Tres libros que no tengo
Juan Carlos Orrego. Ilustración: Señor OK
Si algo hay abundante en el mundo son libros que uno no tiene. Sin embargo, los títulos de tres de ellos están clavados en mi corazón obsesivo como espinas de rosal. No se crea que es cursi la comparación, pues no podría ser más exacta: seducido por la promesa —fragante, de tan cercana— de poseer esos libros, estiré la mano para cogerlos y me pinchó tres tristes veces la frustración. Van las historias de los tres desengaños.
En algún momento de mi vida me dio por estudiar literatura y tuve un profesor que, en virtud de sus anteojos enormes, sus gustos arcaicos y su talante quisquilloso, parecía salido de una novela del Bildungsroman. Otros rasgos, sin embargo, lo hacían cotidiano y, en cierto sentido, barrial: tenía dientes de ardilla y, como mi madre, decía graciosamente “sectiembre” y “ocsesión”, y en grado más alto que mi progenitora era capaz de confundir los nombres de los individuos que lo rodeaban. Así, mientras mi madre repasaba todo el inventario de sus hijos para llamar a uno solo de ellos (“¡Martha!... ¡Mono!...¡eh! ¡Juan!”), mi profesor era capaz de dar una clase de 120 minutos y confundir, al menos diez veces, los nombres de Gabriel García Márquez y Manuel Mejía Vallejo.
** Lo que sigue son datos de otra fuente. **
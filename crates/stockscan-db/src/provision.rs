//! # Asset Provisioning
//!
//! The app ships a pre-built `Inventory.db`. On first launch it is copied to
//! the data directory; later launches open the copy and never look at the
//! asset again.
//!
//! ```text
//! database file exists? ── yes ──► open it
//!        │
//!        no
//!        ▼
//! asset configured? ── no ──► create an empty database (migrations add the table)
//!        │
//!       yes
//!        ▼
//! copy asset → database path, then open it
//! ```

use std::fs;
use std::path::Path;

use tracing::{debug, info};

use crate::error::{DbError, DbResult};

/// What provisioning did.
#[derive(Debug, Clone, Copy, PartialEq, Eq)]
pub enum Provisioned {
    /// The database file was already there.
    Existing,
    /// The asset was copied into place.
    FromAsset,
    /// No file and no asset: SQLite will create an empty database.
    Empty,
}

/// Makes sure the database file exists, copying it from `asset` if needed.
///
/// Parent directories of `database_path` are created as required. A
/// configured asset that does not exist is an error rather than a silent
/// fall back to an empty database.
pub fn provision_database(database_path: &Path, asset: Option<&Path>) -> DbResult<Provisioned> {
    if database_path.exists() {
        debug!(path = %database_path.display(), "Database file already present");
        return Ok(Provisioned::Existing);
    }

    if let Some(parent) = database_path.parent().filter(|p| !p.as_os_str().is_empty()) {
        fs::create_dir_all(parent).map_err(|e| {
            DbError::ProvisionFailed(format!("create {}: {}", parent.display(), e))
        })?;
    }

    let Some(asset) = asset else {
        return Ok(Provisioned::Empty);
    };

    if !asset.is_file() {
        return Err(DbError::ProvisionFailed(format!(
            "asset {} does not exist",
            asset.display()
        )));
    }

    let bytes = fs::copy(asset, database_path).map_err(|e| {
        DbError::ProvisionFailed(format!(
            "copy {} to {}: {}",
            asset.display(),
            database_path.display(),
            e
        ))
    })?;

    info!(
        asset = %asset.display(),
        path = %database_path.display(),
        bytes,
        "Database provisioned from asset"
    );
    Ok(Provisioned::FromAsset)
}

#[cfg(test)]
mod tests {
    use super::*;

    #[test]
    fn test_existing_file_is_left_alone() {
        let dir = tempfile::tempdir().unwrap();
        let db = dir.path().join("inventory.db");
        fs::write(&db, b"existing").unwrap();
        let asset = dir.path().join("asset.db");
        fs::write(&asset, b"asset").unwrap();

        let result = provision_database(&db, Some(&asset)).unwrap();
        assert_eq!(result, Provisioned::Existing);
        assert_eq!(fs::read(&db).unwrap(), b"existing");
    }

    #[test]
    fn test_asset_is_copied_into_nested_dir() {
        let dir = tempfile::tempdir().unwrap();
        let db = dir.path().join("data").join("inventory.db");
        let asset = dir.path().join("asset.db");
        fs::write(&asset, b"asset").unwrap();

        let result = provision_database(&db, Some(&asset)).unwrap();
        assert_eq!(result, Provisioned::FromAsset);
        assert_eq!(fs::read(&db).unwrap(), b"asset");
    }

    #[test]
    fn test_missing_asset_is_an_error() {
        let dir = tempfile::tempdir().unwrap();
        let db = dir.path().join("inventory.db");
        let asset = dir.path().join("nope.db");

        let err = provision_database(&db, Some(&asset)).unwrap_err();
        assert!(matches!(err, DbError::ProvisionFailed(_)));
        assert!(!db.exists());
    }

    #[test]
    fn test_no_asset_means_empty() {
        let dir = tempfile::tempdir().unwrap();
        let db = dir.path().join("inventory.db");
        assert_eq!(provision_database(&db, None).unwrap(), Provisioned::Empty);
    }
}
//! # Permission Commands
//!
//! Camera permission for the scan tab.

use stockscan_core::{CameraGate, CaptureDevice, PermissionStatus};
use tracing::debug;

use crate::state::CameraState;

/// Mounts the camera and reports what the scan tab should render.
///
/// The first call resolves the stored permission; until then the gate is
/// [`CameraGate::Blank`].
pub fn camera_gate(camera: &CameraState) -> CameraGate {
    camera.with_camera_mut(|c| {
        let status = c.load_permission();
        debug!(?status, "Camera permission loaded");
        c.gate()
    })
}

/// "Grant Permission" on the permission screen.
pub fn request_camera_permission(camera: &CameraState) -> PermissionStatus {
    debug!("request_camera_permission command");
    camera.with_camera_mut(|c| c.request_permission())
}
Por supuesto, él sabía que Cien años de soledad lo había escrito el novelista de Aracataca, pero, cuando iba a pronunciar su gracia, las neuronas le jugaban la mala pasada de tirarle a la punta de la lengua el nombre del autor de La casa de las dos palmas. A veces él mismo lo advertía y a veces no, de modo que las clases se convertían, para sus estudiantes, en un fatigante ejercicio de lucha constante contra aquello que ha dado en llamarse “pena ajena”. De todos modos, tan equívoca situación no se prolongaba más allá de la clase: cuando no estábamos en ella, el profesor nos parecía un gran erudito, dueño de una biblioteca de literatura colombiana que no cabía ni en un trasatlántico.
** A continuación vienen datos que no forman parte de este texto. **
//! # Inventory Commands
//!
//! Loads the product list for the inventory tab.
//!
//! ## Load Behavior
//! ```text
//! tab mounted ──► InventoryView::Loading ──► load_inventory() ──► Loaded(items)
//!                                                  │
//!                                        query fails: error! log,
//!                                        Loaded(vec![]) ("No products found")
//! ```
//!
//! The view is re-queried on every mount; nothing is cached between visits.
//!
//! The one-shot `stockscan inventory` command uses [`list_inventory`] and
//! [`get_inventory_item`] instead, which report database errors so the
//! process exits non-zero.

use stockscan_core::{InventoryItem, InventoryView};
use stockscan_db::{DbError, InventoryRepository, InventorySource};
use tracing::{debug, error};

use crate::error::ApiError;

/// Queries all products, ordered by id.
///
/// Never fails: a broken database shows up as an empty list.
pub async fn load_inventory<S: InventorySource>(source: &S) -> InventoryView {
    debug!("load_inventory command");

    match source.load_inventory().await {
        Ok(items) => {
            debug!(count = items.len(), "Inventory loaded");
            InventoryView::Loaded(items)
        }
        Err(e) => {
            error!(error = %e, "Failed to load inventory");
            InventoryView::Loaded(Vec::new())
        }
    }
}

/// Lists all products, failing on database errors.
pub async fn list_inventory(repo: &InventoryRepository) -> Result<Vec<InventoryItem>, ApiError> {
    debug!("list_inventory command");
    Ok(repo.list_all().await?)
}

/// Looks up one product by `itemID`.
pub async fn get_inventory_item(
    repo: &InventoryRepository,
    item_id: i64,
) -> Result<InventoryItem, ApiError> {
    debug!(item_id, "get_inventory_item command");

    repo.get_by_id(item_id)
        .await?
        .ok_or_else(|| DbError::not_found("Product", item_id).into())
}

#[cfg(test)]
mod tests {
    use super::*;
    use crate::error::ErrorCode;
    use stockscan_db::{Database, DbConfig, DbResult};

    struct Broken;

    impl InventorySource for Broken {
        async fn load_inventory(&self) -> DbResult<Vec<InventoryItem>> {
            Err(DbError::QueryFailed("no such table: products".into()))
        }
    }

    #[tokio::test]
    async fn test_loads_rows_in_id_order() {
        let db = Database::new(DbConfig::in_memory()).await.unwrap();
        let repo = db.inventory();
        repo.insert(&InventoryItem::new(2, "Bread", 0)).await.unwrap();
        repo.insert(&InventoryItem::new(1, "Apple", 10)).await.unwrap();

        let view = load_inventory(&repo).await;
        let rows = view.rows();
        assert_eq!(rows.len(), 2);
        assert_eq!(rows[0].id_label, "ID: 1");
        assert_eq!(rows[0].name, "Apple");
        assert_eq!(rows[1].quantity_label, "Qty: 0");
    }

    #[tokio::test]
    async fn test_failure_becomes_empty_list() {
        let view = load_inventory(&Broken).await;
        assert!(!view.is_loading());
        assert!(view.items().is_empty());
    }

    #[tokio::test]
    async fn test_get_item_by_id() {
        let db = Database::new(DbConfig::in_memory()).await.unwrap();
        let repo = db.inventory();
        repo.insert(&InventoryItem::new(5, "Eggs", 12)).await.unwrap();

        let item = get_inventory_item(&repo, 5).await.unwrap();
        assert_eq!(item, InventoryItem::new(5, "Eggs", 12));

        let err = get_inventory_item(&repo, 6).await.unwrap_err();
        assert_eq!(err.code, ErrorCode::NotFound);
        assert_eq!(err.message, "Product not found: 6");
    }

    #[tokio::test]
    async fn test_list_reports_database_errors() {
        let db = Database::new(DbConfig::in_memory().run_migrations(false))
            .await
            .unwrap();

        let err = list_inventory(&db.inventory()).await.unwrap_err();
        assert_eq!(err.code, ErrorCode::DatabaseError);
        assert_eq!(err.message, "Database operation failed");
    }

    #[tokio::test]
    async fn test_list_returns_rows() {
        let db = Database::new(DbConfig::in_memory()).await.unwrap();
        let repo = db.inventory();
        repo.insert(&InventoryItem::new(1, "Apple", 10)).await.unwrap();

        let items = list_inventory(&repo).await.unwrap();
        assert_eq!(items, vec![InventoryItem::new(1, "Apple", 10)]);
    }
}
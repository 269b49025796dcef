//! # Collaborator Seams
//!
//! Traits for the pieces the scan flow talks to but does not own: the
//! capture device and the notification surface. The core never implements
//! them against real hardware; the scanner app provides a simulated camera
//! and a console notifier, tests provide recorders.

use crate::permission::PermissionStatus;
use crate::types::{BarcodeSymbology, Notification};
use crate::zoom::Zoom;

/// A camera that decodes barcodes.
pub trait CaptureDevice {
    /// Current permission state, `None` while it is still being loaded.
    fn permission(&self) -> Option<PermissionStatus>;

    /// Asks the user for camera access and returns the answer.
    fn request_permission(&mut self) -> PermissionStatus;

    /// Symbologies the device is configured to decode.
    fn symbologies(&self) -> &[BarcodeSymbology];

    /// Applies a zoom level.
    fn set_zoom(&mut self, zoom: Zoom);

    /// Enables or disables delivery of scan events.
    ///
    /// Disabled while the scan flow's gate is set, so that one physical
    /// scan cannot open a second session.
    fn set_scanning(&mut self, enabled: bool);
}

/// Shows dismissible messages to the user.
pub trait Notifier {
    fn notify(&self, notification: &Notification);
}
//! # stockscan-core: Pure Scan Flow Logic for StockScan
//!
//! This crate is the **heart** of StockScan. It holds the scan flow state
//! machine and the view models of every screen, with zero I/O dependencies.
//!
//! ## Architecture Position
//! ```text
//! ┌─────────────────────────────────────────────────────────────────────────┐
//! │                        StockScan Architecture                           │
//! │                                                                         │
//! │  ┌─────────────────────────────────────────────────────────────────┐   │
//! │  │                    Tab Shell (apps/scanner)                     │   │
//! │  │        Scan tab ──► Quantity ──► Label        Inventory tab      │   │
//! │  └─────────────────────────────┬───────────────────────────────────┘   │
//! │                                │ commands                               │
//! │  ┌─────────────────────────────▼───────────────────────────────────┐   │
//! │  │             ★ stockscan-core (THIS CRATE) ★                     │   │
//! │  │                                                                 │   │
//! │  │   ┌───────────┐  ┌───────────┐  ┌───────────┐  ┌───────────┐  │   │
//! │  │   │ scan_flow │  │   zoom    │  │ inventory │  │ permission│  │   │
//! │  │   │ Controller│  │   Zoom    │  │   View    │  │ CameraGate│  │   │
//! │  │   └───────────┘  └───────────┘  └───────────┘  └───────────┘  │   │
//! │  │                                                                 │   │
//! │  │   NO I/O • NO DATABASE • NO CAMERA • PURE STATE                │   │
//! │  └─────────────────────────────────────────────────────────────────┘   │
//! │                                │                                        │
//! │  ┌─────────────────────────────▼───────────────────────────────────┐   │
//! │  │                 stockscan-db (Database Layer)                   │   │
//! │  │              SQLite inventory query, migrations                 │   │
//! │  └─────────────────────────────────────────────────────────────────┘   │
//! └─────────────────────────────────────────────────────────────────────────┘
//! ```
//!
//! ## Modules
//!
//! - [`scan_flow`] - The scan / quantity / label state machine
//! - [`types`] - Capture events, sessions, label drafts, tabs
//! - [`zoom`] - Zoom level in 0.1 steps (integer backed)
//! - [`quantity`] - Quantity source seam and its placeholder
//! - [`permission`] - Camera permission gating
//! - [`inventory`] - Inventory rows and view states
//! - [`device`] - Capture device and notifier traits
//! - [`validation`] - Device and config input checks
//! - [`error`] - Domain error types
//!
//! ## Example Usage
//!
//! ```rust
//! use stockscan_core::{BarcodeSymbology, CaptureEvent, LabelField, ScanFlowController, ScreenState};
//!
//! let mut flow: ScanFlowController = ScanFlowController::default();
//! assert!(flow
//!     .on_barcode_captured(CaptureEvent::new(BarcodeSymbology::Ean13, "0123456789012"))
//!     .is_applied());
//! assert!(flow.on_request_label_entry().is_applied());
//! assert!(flow.on_label_field_changed(LabelField::Name, "Widget").is_applied());
//!
//! let confirmation = flow.on_label_submit().applied().unwrap();
//! assert_eq!(confirmation.barcode_value, "0123456789012");
//! assert_eq!(flow.screen(), ScreenState::Scanning);
//! ```

// =============================================================================
// Module Declarations
// =============================================================================

pub mod device;
pub mod error;
pub mod inventory;
pub mod permission;
pub mod quantity;
pub mod scan_flow;
pub mod types;
pub mod validation;
pub mod zoom;

// =============================================================================
// Re-exports for Convenience
// =============================================================================

pub use device::{CaptureDevice, Notifier};
pub use error::{CoreError, CoreResult, ValidationError};
pub use inventory::{InventoryItem, InventoryRow, InventoryView};
pub use permission::{CameraGate, PermissionStatus};
pub use quantity::{FixedQuantity, MockQuantity, QuantitySource};
pub use scan_flow::{FlowSnapshot, Ignored, ScanFlowController, Transition};
pub use types::*;
pub use zoom::{Zoom, ZoomDirection};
Precisamente fue su opulencia bibliográfica lo que me obligó a pedirle una cita privada. Otro profesor me había asignado un trabajo sobre el escritor santandereano Jesús Zárate Moreno, del que yo tenía su novela más conocida —La cárcel, ganadora póstuma del Premio Planeta en 1972— pero no tenía chance de conseguir un ejemplar de la menos conocida, El cartero, toda una rareza editorial. Aquel sabio me propuso entonces un negocio magnífico: me dijo que, si le hacía el favor de transcribirle el texto de un novelón proletario y antiyanqui del que se proponía hacer una edición crítica, me regalaría un ejemplar de El cartero que a él le sobraba. Cerramos el trato con un tinto y me puse a trabajar, aunque para ser más exacto debo decir que quien se puso a trabajar fue mi novia, a quien recluté en virtud de su pasado como bachiller comercial. Ella voló sobre el teclado con tanto brío y éxito que no solo acabó la tarea en un santiamén sino que fue impermeable a las encendidas tesis de la novela, a tal punto que a los pocos meses consumó, conmigo, la herejía pequeñoburguesa del matrimonio. Sin embargo, esa luna de miel se vio antecedida por un trago amargo: el día que fui a entregarle el disco al profesor, él, muy complacido, me alargó un sobre de manila en cuyo interior encontré un ejemplar de La cárcel. “Habíamos quedado en que me iba a dar El cartero”, le dije; “No. Yo le dije que La cárcel”, ripostó tajantemente y se apertrechó tras sus dientes de roedor. Fue inútil insistir, pues en el fondo de mi corazón lo sabía inocente: como ya dije, eran muy suyas esas confusiones, que venían siendo algo así como enquistamientos de esa dislexia verbal que, desde entonces, ya no me pareció tan simpática. Más de quince años después, todavía no logro dar con la segunda novela de Zárate Moreno.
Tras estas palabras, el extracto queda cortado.